Action item → Line count for the string "PathBuf" in the records below: report that figure and nothing else.

Records for the exercise →
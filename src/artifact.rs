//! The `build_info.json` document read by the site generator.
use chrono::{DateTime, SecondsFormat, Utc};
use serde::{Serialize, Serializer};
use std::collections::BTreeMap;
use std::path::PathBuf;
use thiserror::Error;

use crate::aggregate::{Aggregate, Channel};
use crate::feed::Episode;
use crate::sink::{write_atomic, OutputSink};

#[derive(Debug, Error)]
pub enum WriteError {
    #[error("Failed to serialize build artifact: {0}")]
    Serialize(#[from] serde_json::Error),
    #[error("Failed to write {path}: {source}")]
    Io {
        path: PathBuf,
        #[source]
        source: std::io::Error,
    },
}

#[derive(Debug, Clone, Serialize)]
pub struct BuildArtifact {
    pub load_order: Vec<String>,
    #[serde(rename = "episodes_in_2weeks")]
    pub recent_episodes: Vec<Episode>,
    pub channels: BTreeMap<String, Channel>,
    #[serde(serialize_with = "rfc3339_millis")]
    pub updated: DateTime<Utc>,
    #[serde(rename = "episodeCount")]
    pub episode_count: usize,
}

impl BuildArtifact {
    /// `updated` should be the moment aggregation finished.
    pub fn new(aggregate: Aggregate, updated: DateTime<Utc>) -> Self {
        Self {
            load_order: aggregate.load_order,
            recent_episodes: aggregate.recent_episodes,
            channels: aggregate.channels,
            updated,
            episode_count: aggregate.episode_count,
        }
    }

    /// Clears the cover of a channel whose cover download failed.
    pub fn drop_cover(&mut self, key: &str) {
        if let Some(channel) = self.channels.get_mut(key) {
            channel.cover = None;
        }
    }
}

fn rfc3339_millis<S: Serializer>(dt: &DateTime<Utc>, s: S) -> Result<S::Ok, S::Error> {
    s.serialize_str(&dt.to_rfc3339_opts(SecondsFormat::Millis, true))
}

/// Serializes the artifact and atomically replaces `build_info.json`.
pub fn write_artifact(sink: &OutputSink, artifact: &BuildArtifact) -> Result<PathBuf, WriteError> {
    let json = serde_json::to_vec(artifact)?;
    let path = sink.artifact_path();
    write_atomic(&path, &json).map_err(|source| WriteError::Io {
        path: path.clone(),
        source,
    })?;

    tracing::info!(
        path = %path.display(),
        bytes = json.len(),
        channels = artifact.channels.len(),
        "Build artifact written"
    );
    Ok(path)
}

Result of this exercise → 3